Alisha Peterson uses layered drawings to focus on the relationship between the ubiquitous kudzu and the rare Oconee Bell. These two plants have special relevance to South Carolina, defining the landscape both now and in the past. Influenced by classic botanical illustration and art nouveau aesthetic, the work calls attention to and comments on potentially overlooked aspects of the world that we live in. Various methods of mark making and deliberate manipulation of scale serve to draw the viewer in. Delicate renderings both monumentalize and challenge the viewer’s perception of these plants. Altering scale promotes consciousness of the natural world, and encourages the viewer to question flora’s place in their daily life.

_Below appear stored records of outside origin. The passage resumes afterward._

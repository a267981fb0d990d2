//! Host-supplied configuration.
//!
//! The host decides where values come from (environment, files); this module
//! only defines the shape, the defaults and the validation. JSON is supported
//! directly:
//!
//! ```rust
//! use gatehouse::{AdmissionConfig, AdmissionController};
//!
//! let config = AdmissionConfig::from_json_str(r#"{
//!     "failure_threshold": 3,
//!     "endpoints": {
//!         "order": { "max_requests": 3, "window_secs": 300, "block_duration_secs": 60 }
//!     }
//! }"#).unwrap();
//!
//! assert_eq!(config.breaker_timeout_secs, 60);
//! let controller = AdmissionController::from_config(&config).unwrap();
//! assert_eq!(controller.policy("order").window_secs(), 300);
//! ```

use std::collections::BTreeMap;
use std::time::Duration;

use serde::{Deserialize, Serialize};

use crate::circuit_breaker::{CircuitBreakerConfig, CircuitBreakerError};
use crate::policy::{EscalationPolicy, RateLimitPolicy};
use crate::presets;

/// Errors produced while loading or validating configuration.
#[derive(thiserror::Error, Debug)]
#[non_exhaustive]
pub enum ConfigError {
    /// The document could not be parsed (including invalid policies).
    #[error("invalid admission config: {0}")]
    Parse(#[from] serde_json::Error),
    /// Breaker settings were rejected.
    #[error("invalid breaker settings: {0}")]
    Breaker(#[from] CircuitBreakerError),
    /// The sweep interval must be > 0.
    #[error("sweep_interval_secs must be > 0")]
    InvalidSweepInterval,
    /// Endpoint names must be non-empty.
    #[error("endpoint names must not be empty")]
    EmptyEndpoint,
}

/// Construction-time settings for an [`AdmissionController`](crate::AdmissionController).
#[derive(Debug, Clone, PartialEq, Eq, Serialize, Deserialize)]
#[serde(default, deny_unknown_fields)]
pub struct AdmissionConfig {
    /// Policy for endpoints without their own entry.
    pub default_policy: RateLimitPolicy,
    /// Consecutive failures that open an actor's breaker.
    pub failure_threshold: usize,
    /// Seconds since the last failure before an open breaker admits probes.
    pub breaker_timeout_secs: u64,
    /// Half-open probes in flight, and successes needed to close.
    pub half_open_max_calls: usize,
    /// Period of the maintenance sweep.
    pub sweep_interval_secs: u64,
    /// Endpoint → policy.
    pub endpoints: BTreeMap<String, RateLimitPolicy>,
    /// Longer blocks for repeat offenders; off when absent.
    pub escalation: Option<EscalationPolicy>,
}

impl Default for AdmissionConfig {
    fn default() -> Self {
        Self {
            default_policy: RateLimitPolicy::default(),
            failure_threshold: 5,
            breaker_timeout_secs: 60,
            half_open_max_calls: 5,
            sweep_interval_secs: 30,
            endpoints: BTreeMap::new(),
            escalation: None,
        }
    }
}

impl AdmissionConfig {
    /// Defaults plus the [`presets::chat_bot`] endpoint table, with the default
    /// [`EscalationPolicy`] switched on.
    pub fn chat_bot() -> Self {
        let mut config = Self { escalation: Some(EscalationPolicy::default()), ..Self::default() };
        for (endpoint, policy) in presets::chat_bot() {
            config.endpoints.insert(endpoint.to_owned(), policy);
        }
        config
    }

    /// Parse and validate a JSON document. Missing fields take their defaults.
    pub fn from_json_str(json: &str) -> Result<Self, ConfigError> {
        let config: Self = serde_json::from_str(json)?;
        config.validate()?;
        Ok(config)
    }

    /// Add or replace one endpoint policy.
    pub fn with_endpoint(mut self, endpoint: impl Into<String>, policy: RateLimitPolicy) -> Self {
        self.endpoints.insert(endpoint.into(), policy);
        self
    }

    /// Check every field; policies are already validated when constructed.
    pub fn validate(&self) -> Result<(), ConfigError> {
        self.breaker_config()?;
        if self.sweep_interval_secs == 0 {
            return Err(ConfigError::InvalidSweepInterval);
        }
        if self.endpoints.keys().any(|k| k.trim().is_empty()) {
            return Err(ConfigError::EmptyEndpoint);
        }
        Ok(())
    }

    /// Breaker settings as a validated config.
    pub fn breaker_config(&self) -> Result<CircuitBreakerConfig, CircuitBreakerError> {
        CircuitBreakerConfig::new(
            self.failure_threshold,
            Duration::from_secs(self.breaker_timeout_secs),
            self.half_open_max_calls,
        )
    }

    /// Period for [`MaintenanceTask::spawn_from_config`](crate::MaintenanceTask::spawn_from_config).
    pub fn sweep_interval(&self) -> Duration {
        Duration::from_secs(self.sweep_interval_secs)
    }
}
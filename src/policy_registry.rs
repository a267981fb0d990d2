//! Registry mapping endpoint categories to rate-limit policies.
//!
//! Unknown endpoints resolve to the default policy, so a handler added without a
//! registration is still limited rather than rejected.

use std::collections::HashMap;
use std::sync::{PoisonError, RwLock};

use crate::policy::RateLimitPolicy;
use tracing::warn;

/// Endpoint → policy table with a process-wide fallback.
#[derive(Debug, Default)]
pub struct PolicyRegistry {
    default_policy: RateLimitPolicy,
    policies: RwLock<HashMap<String, RateLimitPolicy>>,
}

impl PolicyRegistry {
    /// Empty registry falling back to `default_policy`.
    pub fn new(default_policy: RateLimitPolicy) -> Self {
        Self { default_policy, policies: RwLock::new(HashMap::new()) }
    }

    /// Register a policy for an endpoint, overwriting any existing entry.
    pub fn register(&self, endpoint: impl Into<String>, policy: RateLimitPolicy) {
        let endpoint = endpoint.into();
        let mut map = self.policies.write().unwrap_or_else(PoisonError::into_inner);
        if let Some(previous) = map.insert(endpoint.clone(), policy) {
            if previous != policy {
                warn!(
                    target: "gatehouse::policy_registry",
                    endpoint = %endpoint,
                    "policy replaced; last registration wins"
                );
            }
        }
    }

    /// Policy for `endpoint`, or the default when none is registered.
    pub fn resolve(&self, endpoint: &str) -> RateLimitPolicy {
        let map = self.policies.read().unwrap_or_else(PoisonError::into_inner);
        map.get(endpoint).copied().unwrap_or(self.default_policy)
    }

    /// Fallback policy.
    pub fn default_policy(&self) -> RateLimitPolicy {
        self.default_policy
    }

    /// Registered policies sorted by endpoint.
    pub fn snapshot(&self) -> Vec<(String, RateLimitPolicy)> {
        let map = self.policies.read().unwrap_or_else(PoisonError::into_inner);
        let mut entries: Vec<(String, RateLimitPolicy)> =
            map.iter().map(|(k, v)| (k.clone(), *v)).collect();
        entries.sort_by(|a, b| a.0.cmp(&b.0));
        entries
    }
}

#[cfg(test)]
mod tests {
    use super::*;
    use std::sync::{Arc, Mutex};
    use tracing_subscriber::fmt::writer::BoxMakeWriter;
    use tracing_subscriber::fmt::MakeWriter;

    #[derive(Clone)]
    struct SharedWriter(Arc<Mutex<Vec<u8>>>);

    impl<'a> MakeWriter<'a> for SharedWriter {
        type Writer = SharedGuard;
        fn make_writer(&'a self) -> Self::Writer {
            SharedGuard(self.0.clone())
        }
    }

    struct SharedGuard(Arc<Mutex<Vec<u8>>>);
    impl std::io::Write for SharedGuard {
        fn write(&mut self, buf: &[u8]) -> std::io::Result<usize> {
            let mut guard = self.0.lock().unwrap();
            guard.extend_from_slice(buf);
            Ok(buf.len())
        }
        fn flush(&mut self) -> std::io::Result<()> {
            Ok(())
        }
    }

    #[test]
    fn unknown_endpoint_uses_default() {
        let default = RateLimitPolicy::new(7, 30, 15).unwrap();
        let registry = PolicyRegistry::new(default);
        registry.register("menu", RateLimitPolicy::new(20, 60, 60).unwrap());

        assert_eq!(registry.resolve("menu").max_requests(), 20);
        assert_eq!(registry.resolve("never-registered"), default);
    }

    #[test]
    fn snapshot_is_sorted() {
        let registry = PolicyRegistry::default();
        registry.register("order", RateLimitPolicy::new(3, 300, 60).unwrap());
        registry.register("cart", RateLimitPolicy::new(15, 60, 60).unwrap());
        let names: Vec<_> = registry.snapshot().into_iter().map(|(k, _)| k).collect();
        assert_eq!(names, vec!["cart", "order"]);
    }

    #[test]
    fn register_warns_and_replaces_changed_policy() {
        let buffer = Arc::new(Mutex::new(Vec::new()));
        let writer = SharedWriter(buffer.clone());
        let subscriber = tracing_subscriber::fmt()
            .with_writer(BoxMakeWriter::new(writer))
            .with_target(true)
            .without_time()
            .finish();
        let _guard = tracing::subscriber::set_default(subscriber);

        let registry = PolicyRegistry::default();
        registry.register("cart", RateLimitPolicy::new(15, 60, 60).unwrap());
        registry.register("cart", RateLimitPolicy::new(5, 60, 60).unwrap());

        assert_eq!(registry.resolve("cart").max_requests(), 5, "last registration should win");

        let logs = String::from_utf8(buffer.lock().unwrap().clone()).unwrap();
        assert!(logs.contains("policy replaced"), "warning should be emitted on replacement");
    }
}
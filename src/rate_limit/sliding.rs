use std::sync::Arc;
use std::time::Duration;

use crate::actor::{lock, ActorId, ActorMap};
use crate::policy::EscalationPolicy;
use crate::policy_registry::PolicyRegistry;
use crate::rate_limit::window::{ActorWindow, BlockStart, WindowSweep};
use crate::rate_limit::{EndpointUsage, LimitOutcome};

/// Per-actor sliding-window limiter.
///
/// Each actor owns one window holding a timestamp log per endpoint and a single
/// block that applies to every endpoint. With an [`EscalationPolicy`], repeat
/// offenders get the escalated block instead. The limiter emits no telemetry;
/// the admission controller reports on its decisions.
#[derive(Debug)]
pub struct SlidingWindowLimiter {
    policies: Arc<PolicyRegistry>,
    escalation: Option<EscalationPolicy>,
    windows: ActorMap<ActorWindow>,
}

/// Aggregate result of a limiter sweep.
#[derive(Debug, Default, Clone, Copy, PartialEq, Eq)]
pub struct LimiterSweep {
    /// Actors with a window.
    pub tracked_actors: usize,
    /// Actors with an in-window request or an active block.
    pub active_actors: usize,
    /// Actors currently blocked.
    pub blocked_actors: usize,
    /// Timestamps dropped by this sweep.
    pub evicted_timestamps: usize,
    /// Expired blocks cleared by this sweep.
    pub cleared_blocks: usize,
    /// Sum of violation counts across actors.
    pub total_violations: u64,
}

impl SlidingWindowLimiter {
    pub fn new(policies: Arc<PolicyRegistry>) -> Self {
        Self { policies, escalation: None, windows: ActorMap::default() }
    }

    /// Escalate repeat offenders' blocks.
    pub fn with_escalation(mut self, escalation: EscalationPolicy) -> Self {
        self.escalation = Some(escalation);
        self
    }

    /// Decide whether `actor` may make one more `endpoint` request at `now_millis`,
    /// recording it when allowed.
    ///
    /// A blocked actor is rejected without being recorded, so retrying never
    /// extends the block. The request that finds `max_requests` entries already
    /// in the window is the one that trips the limiter.
    pub fn check_and_record(&self, actor: &ActorId, endpoint: &str, now_millis: u64) -> LimitOutcome {
        let policy = self.policies.resolve(endpoint);
        let entry = self.windows.get_or_create(actor);
        let mut window = lock(&entry);

        if let Some(remaining) = window.block_remaining(now_millis) {
            return LimitOutcome::Blocked { retry_after: Duration::from_millis(remaining) };
        }

        window.evict(endpoint, &policy, now_millis);

        let in_window = window.in_window(endpoint);
        if in_window >= policy.max_requests() as usize {
            let BlockStart { violations, millis, escalated } =
                window.block(now_millis, policy.block_millis(), self.escalation.as_ref());
            return LimitOutcome::Exceeded {
                retry_after: Duration::from_millis(millis),
                violations,
                escalated,
            };
        }

        window.record(endpoint, now_millis);
        let used = u32::try_from(in_window + 1).unwrap_or(u32::MAX);
        LimitOutcome::Allowed { remaining: policy.max_requests().saturating_sub(used) }
    }

    /// Forget everything about `actor`, including its violation count.
    pub fn reset(&self, actor: &ActorId) -> bool {
        self.windows.remove(actor)
    }

    /// Per-endpoint usage for `actor`; empty for unknown actors.
    pub fn usage(&self, actor: &ActorId, now_millis: u64) -> Vec<EndpointUsage> {
        match self.windows.get(actor) {
            Some(entry) => lock(&entry).usage(now_millis, |e| self.policies.resolve(e)),
            None => Vec::new(),
        }
    }

    /// Violations recorded for `actor` since creation or the last reset.
    pub fn violation_count(&self, actor: &ActorId) -> u64 {
        self.windows.get(actor).map_or(0, |entry| lock(&entry).violation_count())
    }

    /// Milliseconds left on the actor's block, if one is active at `now_millis`.
    pub fn blocked_for(&self, actor: &ActorId, now_millis: u64) -> Option<Duration> {
        let entry = self.windows.get(actor)?;
        let window = lock(&entry);
        match window.blocked_until() {
            Some(until) if now_millis < until => Some(Duration::from_millis(until - now_millis)),
            _ => None,
        }
    }

    /// Evict expired timestamps and blocks for every actor.
    ///
    /// Entry handles are cloned out of the map first, so new actors can register
    /// while the sweep works through existing ones.
    pub fn sweep(&self, now_millis: u64) -> LimiterSweep {
        let entries = self.windows.entries();
        let mut report = LimiterSweep { tracked_actors: entries.len(), ..Default::default() };
        for (_, entry) in entries {
            let mut window = lock(&entry);
            let WindowSweep { evicted, block_cleared, active, blocked } =
                window.sweep(now_millis, |e| self.policies.resolve(e), self.escalation.as_ref());
            report.evicted_timestamps += evicted;
            report.cleared_blocks += usize::from(block_cleared);
            report.active_actors += usize::from(active);
            report.blocked_actors += usize::from(blocked);
            report.total_violations += window.violation_count();
        }
        report
    }

    /// Actors with a window.
    pub fn tracked_actors(&self) -> usize {
        self.windows.len()
    }
}

#[cfg(test)]
mod tests {
    use super::*;
    use crate::policy::RateLimitPolicy;

    const S: u64 = 1_000;

    fn limiter(max: u32, window: u64, block: u64) -> SlidingWindowLimiter {
        let registry = PolicyRegistry::default();
        registry.register("menu", RateLimitPolicy::new(max, window, block).unwrap());
        SlidingWindowLimiter::new(Arc::new(registry))
    }

    #[test]
    fn nth_request_trips_the_limiter() {
        let limiter = limiter(3, 10, 5);
        let u1 = ActorId::from("u1");

        assert_eq!(limiter.check_and_record(&u1, "menu", 0), LimitOutcome::Allowed { remaining: 2 });
        assert_eq!(limiter.check_and_record(&u1, "menu", S), LimitOutcome::Allowed { remaining: 1 });
        assert_eq!(
            limiter.check_and_record(&u1, "menu", 2 * S),
            LimitOutcome::Allowed { remaining: 0 }
        );
        assert_eq!(
            limiter.check_and_record(&u1, "menu", 3 * S),
            LimitOutcome::Exceeded {
                retry_after: Duration::from_secs(5),
                violations: 1,
                escalated: false
            }
        );
    }

    #[test]
    fn blocked_retries_do_not_extend_the_block() {
        let limiter = limiter(1, 10, 5);
        let u1 = ActorId::from("u1");
        assert!(limiter.check_and_record(&u1, "menu", 0).is_allowed());
        assert!(!limiter.check_and_record(&u1, "menu", S).is_allowed());

        for t in [S + 1, 2 * S, 4 * S, 6 * S - 1] {
            let outcome = limiter.check_and_record(&u1, "menu", t);
            assert_eq!(
                outcome,
                LimitOutcome::Blocked { retry_after: Duration::from_millis(6 * S - t) }
            );
        }
        assert_eq!(limiter.violation_count(&u1), 1);
        assert_eq!(limiter.blocked_for(&u1, 6 * S), None);
    }

    #[test]
    fn block_applies_to_every_endpoint() {
        let limiter = limiter(1, 10, 5);
        let u1 = ActorId::from("u1");
        assert!(limiter.check_and_record(&u1, "menu", 0).is_allowed());
        assert!(!limiter.check_and_record(&u1, "menu", 0).is_allowed());
        assert!(matches!(
            limiter.check_and_record(&u1, "cart", S),
            LimitOutcome::Blocked { .. }
        ));
    }

    #[test]
    fn endpoints_have_separate_logs() {
        let limiter = limiter(2, 10, 5);
        let u1 = ActorId::from("u1");
        assert!(limiter.check_and_record(&u1, "menu", 0).is_allowed());
        assert!(limiter.check_and_record(&u1, "menu", 0).is_allowed());
        // "cart" resolves to the default policy and has its own log.
        assert_eq!(limiter.check_and_record(&u1, "cart", 0), LimitOutcome::Allowed { remaining: 9 });
    }

    #[test]
    fn slot_reopens_when_oldest_timestamp_leaves_window() {
        let limiter = limiter(3, 10, 5);
        let u1 = ActorId::from("u1");
        for t in [0, S, 2 * S] {
            assert!(limiter.check_and_record(&u1, "menu", t).is_allowed());
        }
        assert!(!limiter.check_and_record(&u1, "menu", 3 * S).is_allowed());
        // Block ends at 8s; timestamp 0 leaves the window at 10s.
        assert_eq!(limiter.check_and_record(&u1, "menu", 10 * S), LimitOutcome::Allowed { remaining: 0 });
    }

    #[test]
    fn reset_clears_window_and_violations() {
        let limiter = limiter(1, 10, 5);
        let u1 = ActorId::from("u1");
        assert!(limiter.check_and_record(&u1, "menu", 0).is_allowed());
        assert!(!limiter.check_and_record(&u1, "menu", 0).is_allowed());
        assert!(limiter.reset(&u1));
        assert_eq!(limiter.violation_count(&u1), 0);
        assert!(limiter.check_and_record(&u1, "menu", 0).is_allowed());
    }

    #[test]
    fn sweep_aggregates_across_actors() {
        let limiter = limiter(1, 10, 5);
        let (a, b) = (ActorId::from("a"), ActorId::from("b"));
        assert!(limiter.check_and_record(&a, "menu", 0).is_allowed());
        assert!(!limiter.check_and_record(&a, "menu", 0).is_allowed());
        assert!(limiter.check_and_record(&b, "menu", 0).is_allowed());

        let report = limiter.sweep(S);
        assert_eq!(report.tracked_actors, 2);
        assert_eq!(report.active_actors, 2);
        assert_eq!(report.blocked_actors, 1);
        assert_eq!(report.total_violations, 1);

        let report = limiter.sweep(10 * S);
        assert_eq!(report.active_actors, 0);
        assert_eq!(report.blocked_actors, 0);
        assert_eq!(report.evicted_timestamps, 2);
        assert_eq!(report.cleared_blocks, 1);
        assert_eq!(report.tracked_actors, 2, "windows persist after a sweep");
    }

    #[test]
    fn repeat_offender_gets_the_escalated_block() {
        let limiter = limiter(1, 1, 1).with_escalation(EscalationPolicy::new(3, 300, 3_600).unwrap());
        let u1 = ActorId::from("u1");

        // Each round: one admitted request, one violation, wait out block and window.
        for round in 0..2u64 {
            let t = round * 10 * S;
            assert!(limiter.check_and_record(&u1, "menu", t).is_allowed());
            assert_eq!(
                limiter.check_and_record(&u1, "menu", t),
                LimitOutcome::Exceeded {
                    retry_after: Duration::from_secs(1),
                    violations: round + 1,
                    escalated: false
                }
            );
        }

        assert!(limiter.check_and_record(&u1, "menu", 20 * S).is_allowed());
        assert_eq!(
            limiter.check_and_record(&u1, "menu", 20 * S),
            LimitOutcome::Exceeded {
                retry_after: Duration::from_secs(3_600),
                violations: 3,
                escalated: true
            }
        );
        assert_eq!(limiter.blocked_for(&u1, 30 * S), Some(Duration::from_secs(3_590)));
    }

    #[test]
    fn without_escalation_blocks_stay_at_the_policy_length() {
        let limiter = limiter(1, 1, 1);
        let u1 = ActorId::from("u1");
        for round in 0..6u64 {
            let t = round * 10 * S;
            assert!(limiter.check_and_record(&u1, "menu", t).is_allowed());
            assert_eq!(limiter.check_and_record(&u1, "menu", t).retry_after(), Some(Duration::from_secs(1)));
        }
        assert_eq!(limiter.violation_count(&u1), 6);
    }
}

Referencing the intersection of a plant’s history with our own reveals life outside- yet intertwined with- our own.

Exhibition on view: March 14 - April 1, 2017

Redux
Charleston, SC 

About Redux
Redux Contemporary Art Center (Redux) is a nonprofit organization committed to  fostering creativity and the cultivation of contemporary art through diverse exhibitions, subsidized studio space for visual artists, meaningful education programs, and a multidisciplinary approach to the dialogue between artists and their audiences. Redux offers free year round art exhibitions, artist and curator lecture series, and film screenings, while educating art patrons of all ages through fine art classes and workshops, community outreach, and internship opportunities. Redux is instrumental in presenting new artists to our community through our artist-in-residency program, and our many artist and music performances. In addition, Redux remains a bustling center for contemporary art with 16 private artist studios, and the only community printmaking and darkroom facilities in the lowcountry.